Go through the listing and retype each line exactly.

******

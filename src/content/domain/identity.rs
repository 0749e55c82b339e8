//! Resolution of a comment author's displayed identity.
//!
//! A comment row joins three optional identity sources: the registered
//! platform user, the alias that user configured, and the guest name and
//! email supplied when the comment was written. Exactly one source supplies
//! the display identity, chosen by [`AuthorIdentity::classify`].

use super::{Coalesce, CommentUser};

/// Joined identity columns of a comment author, all nullable.
#[derive(Debug, Clone, Default, PartialEq, Eq)]
pub struct IdentityColumns {
    /// Platform user identifier.
    pub ifr_user_id: Option<i64>,
    /// Full name of the platform user.
    pub user_name: Option<String>,
    /// Email of the platform user.
    pub email: Option<String>,
    /// Picture of the platform user.
    pub profile_pic: Option<String>,
    /// Picture rotation of the platform user.
    pub img_rotation: Option<i32>,
    /// Alias name.
    pub alias: Option<String>,
    /// Alias picture.
    pub alias_profile_pic: Option<String>,
    /// Alias picture rotation.
    pub alias_img_rotation: Option<i32>,
    /// Guest name supplied with the comment.
    pub guest_user_name: Option<String>,
    /// Guest email supplied with the comment.
    pub guest_email: Option<String>,
}

/// Source that supplies a comment author's display identity.
#[derive(Debug, Clone, Copy, PartialEq, Eq, Hash)]
pub enum AuthorIdentity {
    /// Platform user, displayed with the account's own name, email, and
    /// picture. The name may be empty when the account has none on record.
    Registered,
    /// Platform user displayed through a configured alias.
    Aliased,
    /// Unauthenticated commenter.
    Guest,
    /// No identity source at all, e.g. a removed user.
    Anonymous,
}

impl AuthorIdentity {
    /// Picks the identity source, highest priority first: named platform
    /// user, alias, any other platform user, guest. Blank values count as
    /// absent.
    ///
    /// A platform id without a name or alias still outranks the guest
    /// columns, so a platform author is never shown under a stale guest name.
    #[must_use]
    pub fn classify(columns: &IdentityColumns) -> Self {
        if is_present(columns.user_name.as_deref()) {
            Self::Registered
        } else if is_present(columns.alias.as_deref()) {
            Self::Aliased
        } else if columns.ifr_user_id.is_some() {
            Self::Registered
        } else if is_present(columns.guest_user_name.as_deref())
            || is_present(columns.guest_email.as_deref())
        {
            Self::Guest
        } else {
            Self::Anonymous
        }
    }

    /// Returns `true` when the source is backed by a platform account.
    ///
    /// An alias always belongs to an underlying platform user.
    #[must_use]
    pub const fn is_platform_user(self) -> bool {
        matches!(self, Self::Registered | Self::Aliased)
    }
}

fn is_present(value: Option<&str>) -> bool {
    value.is_some_and(|text| !text.trim().is_empty())
}

/// Builds the normalized display identity of a comment author.
///
/// Every column is coalesced. An author with no usable identity source
/// resolves to empty display fields rather than an error.
#[must_use]
pub fn resolve_comment_user(columns: IdentityColumns) -> CommentUser {
    let source = AuthorIdentity::classify(&columns);
    let IdentityColumns {
        ifr_user_id,
        user_name,
        email,
        profile_pic,
        img_rotation,
        alias,
        alias_profile_pic,
        alias_img_rotation,
        guest_user_name,
        guest_email,
    } = columns;

    let alias_name = alias.coalesce();
    let alias_pic = alias_profile_pic.coalesce();
    let alias_rotation = alias_img_rotation.coalesce();
    let guest_name = guest_user_name.coalesce();
    let guest_mail = guest_email.coalesce();

    let (display_name, display_email, display_pic, display_rotation) = match source {
        AuthorIdentity::Registered => (
            user_name.coalesce(),
            email.coalesce(),
            profile_pic.coalesce(),
            img_rotation.coalesce(),
        ),
        AuthorIdentity::Aliased => (
            alias_name.clone(),
            email.coalesce(),
            alias_pic.clone(),
            alias_rotation,
        ),
        AuthorIdentity::Guest => (guest_name.clone(), guest_mail.clone(), String::new(), 0),
        AuthorIdentity::Anonymous => (String::new(), String::new(), String::new(), 0),
    };

    let is_platform_user = source.is_platform_user();
    CommentUser {
        ifr_user_id: if is_platform_user {
            ifr_user_id.coalesce()
        } else {
            0
        },
        user_name: display_name,
        email: display_email,
        profile_pic: display_pic,
        img_rotation: display_rotation,
        alias: alias_name,
        alias_profile_pic: alias_pic,
        alias_img_rotation: alias_rotation,
        token: String::new(),
        is_ifragasatt_user: is_platform_user,
        guest_user_name: guest_name,
        guest_email: guest_mail,
    }
}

******

* Output of the exercise:
filename src/content/domain/identity.rs
repository 0749e55c82b339e8
//! Resolution of a comment author's displayed identity.
//!
//! A comment row joins three optional identity sources: the registered
//! platform user, the alias that user configured, and the guest name and
//! email supplied when the comment was written. Exactly one source supplies
//! the display identity, chosen by [`AuthorIdentity::classify`].

use super::{Coalesce, CommentUser};

/// Joined identity columns of a comment author, all nullable.
#[derive(Debug, Clone, Default, PartialEq, Eq)]
pub struct IdentityColumns {
    /// Platform user identifier.
    pub ifr_user_id: Option<i64>,
    /// Full name of the platform user.
    pub user_name: Option<String>,
    /// Email of the platform user.
    pub email: Option<String>,
    /// Picture of the platform user.
    pub profile_pic: Option<String>,
    /// Picture rotation of the platform user.
    pub img_rotation: Option<i32>,
    /// Alias name.
    pub alias: Option<String>,
    /// Alias picture.
    pub alias_profile_pic: Option<String>,
    /// Alias picture rotation.
    pub alias_img_rotation: Option<i32>,
    /// Guest name supplied with the comment.
    pub guest_user_name: Option<String>,
    /// Guest email supplied with the comment.
    pub guest_email: Option<String>,
}

/// Source that supplies a comment author's display identity.
#[derive(Debug, Clone, Copy, PartialEq, Eq, Hash)]
pub enum AuthorIdentity {
    /// Platform user, displayed with the account's own name, email, and
    /// picture. The name may be empty when the account has none on record.
    Registered,
    /// Platform user displayed through a configured alias.
    Aliased,
    /// Unauthenticated commenter.
    Guest,
    /// No identity source at all, e.g. a removed user.
    Anonymous,
}

impl AuthorIdentity {
    /// Picks the identity source, highest priority first: named platform
    /// user, alias, any other platform user, guest. Blank values count as
    /// absent.
    ///
    /// A platform id without a name or alias still outranks the guest
    /// columns, so a platform author is never shown under a stale guest name.
    #[must_use]
    pub fn classify(columns: &IdentityColumns) -> Self {
        if is_present(columns.user_name.as_deref()) {
            Self::Registered
        } else if is_present(columns.alias.as_deref()) {
            Self::Aliased
        } else if columns.ifr_user_id.is_some() {
            Self::Registered
        } else if is_present(columns.guest_user_name.as_deref())
            || is_present(columns.guest_email.as_deref())
        {
            Self::Guest
        } else {
            Self::Anonymous
        }
    }

    /// Returns `true` when the source is backed by a platform account.
    ///
    /// An alias always belongs to an underlying platform user.
    #[must_use]
    pub const fn is_platform_user(self) -> bool {
        matches!(self, Self::Registered | Self::Aliased)
    }
}

fn is_present(value: Option<&str>) -> bool {
    value.is_some_and(|text| !text.trim().is_empty())
}

/// Builds the normalized display identity of a comment author.
///
/// Every column is coalesced. An author with no usable identity source
/// resolves to empty display fields rather than an error.
#[must_use]
pub fn resolve_comment_user(columns: IdentityColumns) -> CommentUser {
    let source = AuthorIdentity::classify(&columns);
    let IdentityColumns {
        ifr_user_id,
        user_name,
        email,
        profile_pic,
        img_rotation,
        alias,
        alias_profile_pic,
        alias_img_rotation,
        guest_user_name,
        guest_email,
    } = columns;

    let alias_name = alias.coalesce();
    let alias_pic = alias_profile_pic.coalesce();
    let alias_rotation = alias_img_rotation.coalesce();
    let guest_name = guest_user_name.coalesce();
    let guest_mail = guest_email.coalesce();

    let (display_name, display_email, display_pic, display_rotation) = match source {
        AuthorIdentity::Registered => (
            user_name.coalesce(),
            email.coalesce(),
            profile_pic.coalesce(),
            img_rotation.coalesce(),
        ),
        AuthorIdentity::Aliased => (
            alias_name.clone(),
            email.coalesce(),
            alias_pic.clone(),
            alias_rotation,
        ),
        AuthorIdentity::Guest => (guest_name.clone(), guest_mail.clone(), String::new(), 0),
        AuthorIdentity::Anonymous => (String::new(), String::new(), String::new(), 0),
    };

    let is_platform_user = source.is_platform_user();
    CommentUser {
        ifr_user_id: if is_platform_user {
            ifr_user_id.coalesce()
        } else {
            0
        },
        user_name: display_name,
        email: display_email,
        profile_pic: display_pic,
        img_rotation: display_rotation,
        alias: alias_name,
        alias_profile_pic: alias_pic,
        alias_img_rotation: alias_rotation,
        token: String::new(),
        is_ifragasatt_user: is_platform_user,
        guest_user_name: guest_name,
        guest_email: guest_mail,
    }
}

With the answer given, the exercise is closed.